BOOKS-A-MILLION(R)                                                 News Release

402 Industrial Lane
Birmingham, AL  35211
205-942-3737

Contact:     Richard S. Wallington
             Chief Financial Officer
             (205) 942-3737


              BOOKS-A-MILLION, INC. ANNOUNCES FINAL RESULTS OF ITS
                           DUTCH AUCTION TENDER OFFER

BIRMINGHAM, ALA. (JULY 27, 2005) - BOOKS-A-MILLION, INC. (NASDAQ/NM:BAMM)
announced today the final results of its modified "Dutch Auction" tender offer,
which expired at 12:00 midnight, New York City time, on July 21, 2005.

Based on the final tabulation by Wells Fargo Shareowner Services, the
depositary for the tender offer, 56,406 shares of common stock were properly
tendered and not withdrawn at prices at or below $10.00 per share. As a result,
the Company has accepted for purchase 56,406 shares of common stock at a
purchase price of $10.00 per share, for a total cost of $564,060.

Wells Fargo Shareowner Services will promptly issue payment for the shares
validly tendered and accepted for purchase and will return all other shares
tendered and not accepted for purchase.

Subject to applicable law, the Company may, in the future, purchase additional
shares of its common stock pursuant to its previously announced stock
repurchase program, although the Company and its affiliates are prohibited from
repurchasing shares until August 4, 2005, ten business days after July 21,
2005.

Goldman, Sachs & Co. acted as the dealer manager for the tender offer and D.F.
King & Co., Inc. acted as the information agent for the tender offer.

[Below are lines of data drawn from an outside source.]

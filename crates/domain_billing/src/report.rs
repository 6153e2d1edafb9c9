//! Area due reports

use serde::{Deserialize, Serialize};

use domain_directory::{Customer, CustomerDirectory};
use domain_ledger::{Holdings, SupplyLedger};
use core_kernel::Money;

/// One customer's line in an area report
#[derive(Debug, Clone, PartialEq, Serialize, Deserialize)]
pub struct AreaReportRow {
    pub customer: Customer,
    /// Lifetime net units with the customer
    pub holdings: Holdings,
    /// Lifetime amount owed
    pub dues: Money,
}

/// Snapshots every customer in an area with current holdings and dues
///
/// Rows come back in directory order; customers from other areas are
/// omitted. Holdings and dues are lifetime figures, not month-scoped.
pub fn area_report(
    area: &str,
    directory: &CustomerDirectory,
    ledger: &SupplyLedger,
) -> Vec<AreaReportRow> {
    directory
        .in_area(area)
        .map(|customer| AreaReportRow {
            customer: customer.clone(),
            holdings: ledger.holdings_for(customer.id),
            dues: ledger.dues_for(customer.id, directory),
        })
        .collect()
}
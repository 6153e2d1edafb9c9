//! Supply Ledger Domain
//!
//! The ledger is the transaction history of the business: one `Supply`
//! record per customer per delivery day, capturing jars/thermos delivered
//! and returned plus any payment collected. Records are append-only and
//! immutable; holdings and dues are recomputed from the full history on
//! demand rather than kept as running balances.

pub mod draft;
pub mod ledger;
pub mod supply;

pub use draft::SupplyDraft;
pub use ledger::SupplyLedger;
pub use supply::{Holdings, Supply, UnitCount};
//! Monthly bill derivation

use serde::{Deserialize, Serialize};

use core_kernel::{BillingMonth, CustomerId, Money};
use domain_directory::{Customer, CustomerDirectory};
use domain_ledger::{Supply, SupplyLedger};

/// A customer's bill for one calendar month
///
/// A month with no supplies is a valid bill: zero amount, zero paid, zero
/// balance, empty supply list.
#[derive(Debug, Clone, PartialEq, Serialize, Deserialize)]
pub struct MonthlyBill {
    /// The billed customer
    pub customer: Customer,
    /// The billed month
    pub month: BillingMonth,
    /// The customer's supplies in that month, in ledger order
    pub supplies: Vec<Supply>,
    /// Sum of billable amounts over the month's supplies
    pub total_amount: Money,
    /// Sum of payments over the month's supplies
    pub total_paid: Money,
    /// Amount still owed for the month (may be negative on overpayment)
    pub balance: Money,
}

/// Derives a customer's bill for the given month
///
/// Returns `None` when the customer id does not resolve — nothing to
/// display, not an error.
pub fn monthly_bill(
    customer_id: CustomerId,
    month: BillingMonth,
    directory: &CustomerDirectory,
    ledger: &SupplyLedger,
) -> Option<MonthlyBill> {
    let customer = directory.find(customer_id)?.clone();

    let supplies: Vec<Supply> = ledger
        .supplies_for(customer_id)
        .filter(|s| month.contains(s.date))
        .cloned()
        .collect();

    let total_amount: Money = supplies
        .iter()
        .map(|s| s.billable_amount(&customer.rates))
        .sum();
    let total_paid: Money = supplies.iter().map(|s| s.payment).sum();
    let balance = total_amount - total_paid;

    tracing::trace!(
        %customer_id,
        %month,
        supplies = supplies.len(),
        %total_amount,
        "monthly bill derived"
    );

    Some(MonthlyBill {
        customer,
        month,
        supplies,
        total_amount,
        total_paid,
        balance,
    })
}
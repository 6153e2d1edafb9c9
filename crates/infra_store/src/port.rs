//! The snapshot store port
//!
//! One trait, two operations: load the whole state, save the whole state.
//! The collections are small (a route's worth of customers and their supply
//! history), so whole-snapshot semantics keep every adapter trivial and
//! make the caller's replace-whole-collection update style atomic.

use async_trait::async_trait;
use serde::{Deserialize, Serialize};

use crate::error::StoreError;
use domain_directory::{Customer, CustomerDirectory};
use domain_ledger::{Supply, SupplyLedger};

/// The full persisted state: both collections, captured together
#[derive(Debug, Clone, Default, Serialize, Deserialize)]
pub struct Snapshot {
    pub customers: Vec<Customer>,
    pub supplies: Vec<Supply>,
}

impl Snapshot {
    /// Captures the current state of both collections
    pub fn capture(directory: &CustomerDirectory, ledger: &SupplyLedger) -> Self {
        Self {
            customers: directory.customers().to_vec(),
            supplies: ledger.supplies().to_vec(),
        }
    }

    /// Rebuilds the collections from this snapshot
    pub fn restore(self) -> (CustomerDirectory, SupplyLedger) {
        (
            CustomerDirectory::from_customers(self.customers),
            SupplyLedger::from_supplies(self.supplies),
        )
    }
}

/// Port for loading and saving the application snapshot
///
/// Implementations must make `save` atomic with respect to `load`: a load
/// observes either the previous snapshot or the new one, never a mix.
#[async_trait]
pub trait SnapshotStore: Send + Sync {
    /// Loads the last saved snapshot; an empty snapshot when none was saved
    async fn load(&self) -> Result<Snapshot, StoreError>;

    /// Saves a snapshot, replacing the previous one
    async fn save(&self, snapshot: &Snapshot) -> Result<(), StoreError>;
}
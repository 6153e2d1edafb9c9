//! Test Utilities Crate
//!
//! Shared test infrastructure for the workspace test suites.
//!
//! # Modules
//!
//! - `fixtures`: Pre-built test data for common entities
//! - `builders`: Builder patterns for test data construction
//! - `assertions`: Custom assertion helpers for domain types
//! - `generators`: Property-based test data generators

pub mod assertions;
pub mod builders;
pub mod fixtures;
pub mod generators;

pub use assertions::*;
pub use builders::*;
pub use fixtures::*;
pub use generators::*;
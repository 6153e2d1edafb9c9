//! Customer form drafts
//!
//! The presentation layer submits customers as raw text. The draft keeps the
//! text as typed; numeric fields are defaulted to zero at the directory
//! boundary rather than per keystroke, so a half-filled form never errors.

use serde::{Deserialize, Serialize};
use validator::Validate;

use crate::customer::{ServicePreferences, ServiceRates};
use core_kernel::{parse, Money};

/// Raw customer input as submitted by a form
#[derive(Debug, Clone, Default, Validate, Serialize, Deserialize)]
pub struct CustomerDraft {
    #[validate(length(min = 1, message = "Customer name is required"))]
    pub name: String,
    #[validate(length(min = 1, message = "Area is required"))]
    pub area: String,
    #[validate(length(min = 1, message = "Mobile number is required"))]
    pub mobile: String,
    /// Optional landmark text; blank means none
    pub landmark: String,
    /// Security deposit as text; blank means none
    pub security_money: String,
    /// Services the customer takes
    pub preferences: ServicePreferences,
    /// Rate per jar as text
    pub jar_rate: String,
    /// Rate per thermos as text
    pub thermos_rate: String,
}

impl CustomerDraft {
    /// Parses the rate fields, defaulting to zero when the matching
    /// preference is off or the text is not a non-negative number
    pub fn parsed_rates(&self) -> ServiceRates {
        ServiceRates {
            jar: if self.preferences.jar {
                parse::non_negative_amount(&self.jar_rate)
            } else {
                Money::zero()
            },
            thermos: if self.preferences.thermos {
                parse::non_negative_amount(&self.thermos_rate)
            } else {
                Money::zero()
            },
        }
    }

    /// Parses the security deposit; blank text means no deposit
    pub fn parsed_security_money(&self) -> Option<Money> {
        let text = self.security_money.trim();
        if text.is_empty() {
            None
        } else {
            Some(parse::non_negative_amount(text))
        }
    }

    /// Parses the landmark; blank text means none
    pub fn parsed_landmark(&self) -> Option<String> {
        let text = self.landmark.trim();
        if text.is_empty() {
            None
        } else {
            Some(text.to_string())
        }
    }
}
//! Customer Directory Domain
//!
//! This crate owns the customer records of the delivery business. Customers
//! are created from form drafts, validated, and held in a `CustomerDirectory`
//! whose operations are pure: every mutation returns a new collection and the
//! caller decides what to do with it, which keeps the write path trivially
//! testable and lets a controlling context swap collections atomically.
//!
//! # Example
//!
//! ```rust,ignore
//! use domain_directory::{CustomerDirectory, CustomerDraft};
//!
//! let directory = CustomerDirectory::new();
//! let draft = CustomerDraft { name: "Ravi Kumar".into(), .. };
//! let (directory, customer) = directory.add(&draft)?;
//! ```

pub mod customer;
pub mod directory;
pub mod draft;
pub mod error;
pub mod validation;

pub use customer::{Customer, ServicePreferences, ServiceRates};
pub use directory::CustomerDirectory;
pub use draft::CustomerDraft;
pub use error::DirectoryError;
pub use validation::{CustomerValidator, ValidationResult};
//! Billing month handling
//!
//! Bills are scoped to a calendar month. `BillingMonth` is the value type
//! for that scope: it parses the `YYYY-MM` form the presentation layer
//! produces and answers whether a supply date falls inside the month.

use chrono::{Datelike, NaiveDate, Utc};
use serde::{Deserialize, Deserializer, Serialize, Serializer};
use std::fmt;
use std::str::FromStr;
use thiserror::Error;

/// Errors related to billing month handling
#[derive(Debug, Error, PartialEq, Eq)]
pub enum TemporalError {
    #[error("Invalid billing month: {0} (expected YYYY-MM)")]
    InvalidMonth(String),

    #[error("Month out of range: {0}")]
    MonthOutOfRange(u32),
}

/// A calendar month used to scope bills
#[derive(Debug, Clone, Copy, PartialEq, Eq, PartialOrd, Ord, Hash)]
pub struct BillingMonth {
    year: i32,
    month: u32,
}

impl BillingMonth {
    /// Creates a billing month, rejecting months outside 1-12
    pub fn new(year: i32, month: u32) -> Result<Self, TemporalError> {
        if !(1..=12).contains(&month) {
            return Err(TemporalError::MonthOutOfRange(month));
        }
        Ok(Self { year, month })
    }

    /// The billing month a given date falls in
    pub fn of(date: NaiveDate) -> Self {
        Self {
            year: date.year(),
            month: date.month(),
        }
    }

    /// The current billing month
    pub fn current() -> Self {
        Self::of(Utc::now().date_naive())
    }

    /// Returns the year
    pub fn year(&self) -> i32 {
        self.year
    }

    /// Returns the month (1-12)
    pub fn month(&self) -> u32 {
        self.month
    }

    /// Returns true if the date falls within this month
    pub fn contains(&self, date: NaiveDate) -> bool {
        date.year() == self.year && date.month() == self.month
    }

    /// Human-readable label, e.g. "March 2025"
    pub fn label(&self) -> String {
        const NAMES: [&str; 12] = [
            "January",
            "February",
            "March",
            "April",
            "May",
            "June",
            "July",
            "August",
            "September",
            "October",
            "November",
            "December",
        ];
        format!("{} {}", NAMES[(self.month - 1) as usize], self.year)
    }
}

impl fmt::Display for BillingMonth {
    fn fmt(&self, f: &mut fmt::Formatter<'_>) -> fmt::Result {
        write!(f, "{:04}-{:02}", self.year, self.month)
    }
}

impl FromStr for BillingMonth {
    type Err = TemporalError;

    fn from_str(s: &str) -> Result<Self, Self::Err> {
        let invalid = || TemporalError::InvalidMonth(s.to_string());
        let (year, month) = s.split_once('-').ok_or_else(invalid)?;
        let year: i32 = year.parse().map_err(|_| invalid())?;
        let month: u32 = month.parse().map_err(|_| invalid())?;
        Self::new(year, month).map_err(|_| invalid())
    }
}

impl Serialize for BillingMonth {
    fn serialize<S>(&self, serializer: S) -> Result<S::Ok, S::Error>
    where
        S: Serializer,
    {
        serializer.serialize_str(&self.to_string())
    }
}

impl<'de> Deserialize<'de> for BillingMonth {
    fn deserialize<D>(deserializer: D) -> Result<Self, D::Error>
    where
        D: Deserializer<'de>,
    {
        let s = String::deserialize(deserializer)?;
        s.parse().map_err(serde::de::Error::custom)
    }
}
//! Pre-built Test Fixtures
//!
//! Ready-to-use test data for common entities. Fixtures are consistent and
//! predictable so tests can assert exact amounts.

use chrono::NaiveDate;
use core_kernel::{BillingMonth, CustomerId, Money, SupplyId};
use rust_decimal_macros::dec;

/// Fixture for Money test data
pub struct MoneyFixtures;

impl MoneyFixtures {
    /// A typical per-jar rate
    pub fn jar_rate() -> Money {
        Money::new(dec!(50.00))
    }

    /// A typical per-thermos rate
    pub fn thermos_rate() -> Money {
        Money::new(dec!(30.00))
    }

    /// A typical security deposit
    pub fn deposit() -> Money {
        Money::new(dec!(500.00))
    }

    /// A typical on-the-spot payment
    pub fn payment() -> Money {
        Money::new(dec!(300.00))
    }

    /// A zero amount
    pub fn zero() -> Money {
        Money::zero()
    }
}

/// Fixture for temporal test data
pub struct TemporalFixtures;

impl TemporalFixtures {
    /// Standard supply sheet date (Mar 10, 2025)
    pub fn sheet_date() -> NaiveDate {
        NaiveDate::from_ymd_opt(2025, 3, 10).unwrap()
    }

    /// A later date inside the same month (Mar 20, 2025)
    pub fn later_in_month() -> NaiveDate {
        NaiveDate::from_ymd_opt(2025, 3, 20).unwrap()
    }

    /// A date in the following month (Apr 2, 2025)
    pub fn next_month_date() -> NaiveDate {
        NaiveDate::from_ymd_opt(2025, 4, 2).unwrap()
    }

    /// The billing month the standard sheet date falls in
    pub fn billing_month() -> BillingMonth {
        BillingMonth::new(2025, 3).unwrap()
    }

    /// A billing month with no supplies in the standard fixtures
    pub fn empty_month() -> BillingMonth {
        BillingMonth::new(2025, 1).unwrap()
    }
}

/// Fixture for common string values
pub struct StringFixtures;

impl StringFixtures {
    /// A customer name
    pub fn name() -> &'static str {
        "Ravi Kumar"
    }

    /// A delivery area
    pub fn area() -> &'static str {
        "Shastri Nagar"
    }

    /// A second delivery area
    pub fn other_area() -> &'static str {
        "Gandhi Road"
    }

    /// A ten-digit mobile number
    pub fn mobile() -> &'static str {
        "9876543210"
    }

    /// A landmark
    pub fn landmark() -> &'static str {
        "near the temple"
    }
}

/// Fixture for identifier values
pub struct IdFixtures;

impl IdFixtures {
    /// A fresh customer id
    pub fn customer_id() -> CustomerId {
        CustomerId::new()
    }

    /// A fresh supply id
    pub fn supply_id() -> SupplyId {
        SupplyId::new()
    }
}
//! Application Service
//!
//! Wires the domain crates together behind a single async facade: one
//! `AquaService` owns the customer directory and the supply ledger,
//! serializes writes through a lock, and persists a snapshot through the
//! store port after every successful mutation.

pub mod config;
pub mod error;
pub mod service;
pub mod telemetry;

pub use config::ServiceConfig;
pub use error::ServiceError;
pub use service::AquaService;
pub use telemetry::init_tracing;
//! Core error types used across the system

use crate::temporal::TemporalError;
use thiserror::Error;

/// Core error type for the kernel
#[derive(Debug, Error)]
pub enum CoreError {
    #[error("Temporal error: {0}")]
    Temporal(#[from] TemporalError),

    #[error("Validation error: {0}")]
    Validation(String),

    #[error("Not found: {0}")]
    NotFound(String),
}

impl CoreError {
    pub fn validation(message: impl Into<String>) -> Self {
        CoreError::Validation(message.into())
    }

    pub fn not_found(message: impl Into<String>) -> Self {
        CoreError::NotFound(message.into())
    }
}
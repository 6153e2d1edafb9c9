//! Customer entity
//!
//! A customer is identified by area and mobile for delivery routing, opts in
//! to jar and/or thermos service, and carries the per-unit rates used by the
//! billing engine. The id and creation timestamp are stamped once and never
//! change across updates.

use chrono::{DateTime, Utc};
use serde::{Deserialize, Serialize};

use core_kernel::{CustomerId, Money};

/// Which services a customer takes
#[derive(Debug, Clone, Copy, Default, PartialEq, Eq, Serialize, Deserialize)]
pub struct ServicePreferences {
    /// Takes water jars
    pub jar: bool,
    /// Takes thermos flasks
    pub thermos: bool,
}

impl ServicePreferences {
    pub fn jar_only() -> Self {
        Self {
            jar: true,
            thermos: false,
        }
    }

    pub fn both() -> Self {
        Self {
            jar: true,
            thermos: true,
        }
    }
}

/// Per-unit rates for the services a customer takes
///
/// A rate is meaningful only when the matching preference is on; rates for
/// unselected services default to zero but are not forced to stay zero.
#[derive(Debug, Clone, Copy, Default, PartialEq, Eq, Serialize, Deserialize)]
pub struct ServiceRates {
    /// Rate per jar delivered
    pub jar: Money,
    /// Rate per thermos delivered
    pub thermos: Money,
}

/// A customer of the delivery business
#[derive(Debug, Clone, PartialEq, Serialize, Deserialize)]
pub struct Customer {
    /// Unique identifier, immutable after creation
    pub id: CustomerId,
    /// Customer name
    pub name: String,
    /// Delivery area
    pub area: String,
    /// Contact mobile number
    pub mobile: String,
    /// Optional landmark for the delivery address
    pub landmark: Option<String>,
    /// Security deposit held against jars/thermos, if any
    pub security_money: Option<Money>,
    /// Services the customer takes
    pub preferences: ServicePreferences,
    /// Per-unit billing rates
    pub rates: ServiceRates,
    /// When the customer was added
    pub created_at: DateTime<Utc>,
}

impl Customer {
    /// Creates a new customer with a fresh id and creation timestamp
    pub fn new(
        name: impl Into<String>,
        area: impl Into<String>,
        mobile: impl Into<String>,
        landmark: Option<String>,
        security_money: Option<Money>,
        preferences: ServicePreferences,
        rates: ServiceRates,
    ) -> Self {
        Self {
            id: CustomerId::new_v7(),
            name: name.into(),
            area: area.into(),
            mobile: mobile.into(),
            landmark,
            security_money,
            preferences,
            rates,
            created_at: Utc::now(),
        }
    }

    /// Display label used in pick lists, e.g. "Ravi Kumar - North Colony"
    pub fn display_label(&self) -> String {
        format!("{} - {}", self.name, self.area)
    }
}

#[cfg(test)]
mod tests {
    use super::*;

    #[test]
    fn test_new_customer_stamps_id_and_timestamp() {
        let a = Customer::new(
            "Ravi",
            "North",
            "9800000001",
            None,
            None,
            ServicePreferences::jar_only(),
            ServiceRates::default(),
        );
        let b = Customer::new(
            "Sita",
            "North",
            "9800000002",
            None,
            None,
            ServicePreferences::both(),
            ServiceRates::default(),
        );
        assert_ne!(a.id, b.id);
        assert!(a.created_at <= Utc::now());
    }

    #[test]
    fn test_customer_serde_round_trip() {
        let customer = Customer::new(
            "Ravi",
            "North",
            "9800000001",
            Some("near the temple".into()),
            Some(Money::from_rupees(500)),
            ServicePreferences::both(),
            ServiceRates {
                jar: Money::from_rupees(50),
                thermos: Money::from_rupees(30),
            },
        );

        let json = serde_json::to_string(&customer).unwrap();
        let back: Customer = serde_json::from_str(&json).unwrap();
        assert_eq!(back, customer);
    }

    #[test]
    fn test_display_label() {
        let c = Customer::new(
            "Ravi Kumar",
            "North Colony",
            "9800000001",
            None,
            None,
            ServicePreferences::default(),
            ServiceRates::default(),
        );
        assert_eq!(c.display_label(), "Ravi Kumar - North Colony");
    }
}
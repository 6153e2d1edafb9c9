//! Customer directory errors

use thiserror::Error;

/// Errors that can occur in the customer directory
#[derive(Debug, Error)]
pub enum DirectoryError {
    /// A required field is missing or malformed
    #[error("Validation error: {0}")]
    Validation(String),

    /// The targeted customer does not exist
    #[error("Customer not found: {0}")]
    NotFound(String),
}

impl DirectoryError {
    pub fn validation(message: impl Into<String>) -> Self {
        DirectoryError::Validation(message.into())
    }

    pub fn not_found(message: impl std::fmt::Display) -> Self {
        DirectoryError::NotFound(message.to_string())
    }
}
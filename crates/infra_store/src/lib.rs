//! Snapshot Storage Infrastructure
//!
//! The computation core is storage-agnostic: it operates on collections the
//! caller owns. This crate defines the small collaborator that loads and
//! saves those collections as one snapshot, plus an in-memory adapter.
//!
//! Durable backends are out of scope for the core; anything that can hold a
//! serialized snapshot can implement `SnapshotStore`.

pub mod error;
pub mod memory;
pub mod port;

pub use error::StoreError;
pub use memory::MemoryStore;
pub use port::{Snapshot, SnapshotStore};
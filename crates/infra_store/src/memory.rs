//! In-memory snapshot store
//!
//! Holds the snapshot behind an async RwLock. This is the adapter the
//! single-process deployment uses, and it doubles as the test double for
//! anything that takes a `SnapshotStore`.

use async_trait::async_trait;
use tokio::sync::RwLock;

use crate::error::StoreError;
use crate::port::{Snapshot, SnapshotStore};

/// In-memory implementation of `SnapshotStore`
#[derive(Debug, Default)]
pub struct MemoryStore {
    snapshot: RwLock<Snapshot>,
}

impl MemoryStore {
    /// Creates an empty store
    pub fn new() -> Self {
        Self::default()
    }

    /// Creates a store pre-loaded with a snapshot
    pub fn with_snapshot(snapshot: Snapshot) -> Self {
        Self {
            snapshot: RwLock::new(snapshot),
        }
    }
}

#[async_trait]
impl SnapshotStore for MemoryStore {
    async fn load(&self) -> Result<Snapshot, StoreError> {
        Ok(self.snapshot.read().await.clone())
    }

    async fn save(&self, snapshot: &Snapshot) -> Result<(), StoreError> {
        let mut guard = self.snapshot.write().await;
        *guard = snapshot.clone();
        tracing::debug!(
            customers = snapshot.customers.len(),
            supplies = snapshot.supplies.len(),
            "snapshot saved"
        );
        Ok(())
    }
}
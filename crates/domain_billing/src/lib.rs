//! Billing Domain - Monthly Bills and Area Reports
//!
//! A pure read path over the customer directory and supply ledger:
//!
//! - `monthly_bill` derives one customer's bill for a calendar month
//! - `area_report` snapshots every customer in an area with their current
//!   holdings and lifetime dues
//!
//! Billing charges deliveries only. Returns adjust holdings; payments reduce
//! the balance, never the billed amount.
//!
//! # Example
//!
//! ```rust,ignore
//! use domain_billing::monthly_bill;
//!
//! let month = "2025-03".parse()?;
//! if let Some(bill) = monthly_bill(customer_id, month, &directory, &ledger) {
//!     println!("{} owes {}", bill.customer.name, bill.balance);
//! }
//! ```

pub mod bill;
pub mod report;

pub use bill::{monthly_bill, MonthlyBill};
pub use report::{area_report, AreaReportRow};
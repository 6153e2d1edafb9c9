//! Custom Test Assertions
//!
//! Assertion helpers for domain types that give more meaningful error
//! messages than standard assertions.

use core_kernel::Money;
use domain_ledger::Holdings;
use rust_decimal::Decimal;

/// Asserts that a Money value equals the given rupee amount
///
/// # Panics
///
/// Panics when the amounts differ.
pub fn assert_rupees(actual: &Money, expected: Decimal) {
    assert_eq!(
        actual.amount(),
        expected,
        "Expected ₹{}, got {}",
        expected,
        actual
    );
}

/// Asserts that a Money value is zero
pub fn assert_money_zero(money: &Money) {
    assert!(money.is_zero(), "Expected zero money, got {}", money);
}

/// Asserts that a Money value is positive
pub fn assert_money_positive(money: &Money) {
    assert!(money.is_positive(), "Expected positive money, got {}", money);
}

/// Asserts that a Money value is negative
pub fn assert_money_negative(money: &Money) {
    assert!(money.is_negative(), "Expected negative money, got {}", money);
}

/// Asserts that holdings match the given jar and thermos counts
///
/// # Panics
///
/// Panics when either count differs.
pub fn assert_holdings(actual: &Holdings, jars: i64, thermos: i64) {
    assert_eq!(
        (actual.jars, actual.thermos),
        (jars, thermos),
        "Expected holdings jars={} thermos={}, got jars={} thermos={}",
        jars,
        thermos,
        actual.jars,
        actual.thermos
    );
}

/// Asserts that money parts sum to the expected total
///
/// # Panics
///
/// Panics when the sum differs from the total.
pub fn assert_money_sums_to(parts: &[Money], total: &Money) {
    let sum: Money = parts.iter().copied().sum();
    assert_eq!(
        sum, *total,
        "Parts sum to {}, expected {}",
        sum, total
    );
}
//! The customer directory
//!
//! Owns the customer collection. Mutations are pure: `add`, `update`, and
//! `remove` leave `self` untouched and return the next version of the
//! directory, so a single controlling context can swap collections
//! atomically after each operation.

use serde::{Deserialize, Serialize};

use crate::customer::Customer;
use crate::draft::CustomerDraft;
use crate::error::DirectoryError;
use crate::validation::CustomerValidator;
use core_kernel::CustomerId;

/// The customer collection and its write/read operations
///
/// # Invariants
///
/// - Customer ids are unique within the directory
/// - Directory order is insertion order; updates keep a customer's slot
#[derive(Debug, Clone, Default, Serialize, Deserialize)]
pub struct CustomerDirectory {
    customers: Vec<Customer>,
}

impl CustomerDirectory {
    /// Creates an empty directory
    pub fn new() -> Self {
        Self::default()
    }

    /// Rebuilds a directory from an existing collection (e.g. a loaded snapshot)
    pub fn from_customers(customers: Vec<Customer>) -> Self {
        Self { customers }
    }

    /// Validates a draft and appends a new customer
    ///
    /// Rates default to zero when the matching preference is off or the
    /// rate text is not a non-negative number.
    ///
    /// # Errors
    ///
    /// Returns `DirectoryError::Validation` when name, area, or mobile is
    /// blank; the directory is left unchanged.
    pub fn add(&self, draft: &CustomerDraft) -> Result<(Self, Customer), DirectoryError> {
        let result = CustomerValidator::validate(draft);
        if !result.is_valid {
            return Err(DirectoryError::validation(result.errors.join("; ")));
        }
        for warning in &result.warnings {
            tracing::debug!(%warning, "customer draft warning");
        }

        let customer = Customer::new(
            draft.name.trim(),
            draft.area.trim(),
            draft.mobile.trim(),
            draft.parsed_landmark(),
            draft.parsed_security_money(),
            draft.preferences,
            draft.parsed_rates(),
        );

        let mut customers = self.customers.clone();
        customers.push(customer.clone());

        tracing::info!(customer_id = %customer.id, area = %customer.area, "customer added");
        Ok((Self { customers }, customer))
    }

    /// Validates a draft and replaces the customer with the given id
    ///
    /// The customer's id and creation timestamp are preserved; every other
    /// field is taken from the draft.
    ///
    /// # Errors
    ///
    /// Returns `DirectoryError::Validation` on a blank required field and
    /// `DirectoryError::NotFound` when no customer has the id.
    pub fn update(
        &self,
        id: CustomerId,
        draft: &CustomerDraft,
    ) -> Result<(Self, Customer), DirectoryError> {
        let result = CustomerValidator::validate(draft);
        if !result.is_valid {
            return Err(DirectoryError::validation(result.errors.join("; ")));
        }

        let position = self
            .customers
            .iter()
            .position(|c| c.id == id)
            .ok_or_else(|| DirectoryError::not_found(id))?;

        let existing = &self.customers[position];
        let updated = Customer {
            id: existing.id,
            name: draft.name.trim().to_string(),
            area: draft.area.trim().to_string(),
            mobile: draft.mobile.trim().to_string(),
            landmark: draft.parsed_landmark(),
            security_money: draft.parsed_security_money(),
            preferences: draft.preferences,
            rates: draft.parsed_rates(),
            created_at: existing.created_at,
        };

        let mut customers = self.customers.clone();
        customers[position] = updated.clone();

        tracing::info!(customer_id = %id, "customer updated");
        Ok((Self { customers }, updated))
    }

    /// Removes the customer with the given id; a no-op when absent
    pub fn remove(&self, id: CustomerId) -> Self {
        let customers: Vec<Customer> = self
            .customers
            .iter()
            .filter(|c| c.id != id)
            .cloned()
            .collect();
        if customers.len() < self.customers.len() {
            tracing::info!(customer_id = %id, "customer removed");
        }
        Self { customers }
    }

    /// Looks up a customer by id
    pub fn find(&self, id: CustomerId) -> Option<&Customer> {
        self.customers.iter().find(|c| c.id == id)
    }

    /// Returns true if a customer with the id exists
    pub fn contains(&self, id: CustomerId) -> bool {
        self.find(id).is_some()
    }

    /// All customers in directory order
    pub fn customers(&self) -> &[Customer] {
        &self.customers
    }

    /// Customers in the given area, in directory order
    pub fn in_area<'a>(&'a self, area: &'a str) -> impl Iterator<Item = &'a Customer> {
        self.customers.iter().filter(move |c| c.area == area)
    }

    /// Distinct areas in first-seen directory order
    pub fn areas(&self) -> Vec<String> {
        let mut areas: Vec<String> = Vec::new();
        for customer in &self.customers {
            if !areas.iter().any(|a| a == &customer.area) {
                areas.push(customer.area.clone());
            }
        }
        areas
    }

    pub fn len(&self) -> usize {
        self.customers.len()
    }

    pub fn is_empty(&self) -> bool {
        self.customers.is_empty()
    }

    /// Consumes the directory, returning the raw collection
    pub fn into_customers(self) -> Vec<Customer> {
        self.customers
    }
}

Books-A-Million is one of the nation's leading book retailers and sells on the
Internet at WWW.BOOKSAMILLION.COM. The Company presently operates 207 stores in
19 states and the District of Columbia. The Company operates three distinct
store formats, including large superstores operating under the names
Books-A-Million and Books & Co., traditional bookstores operating under the
names Books-A-Million and Bookland, and Joe Muggs Newsstands.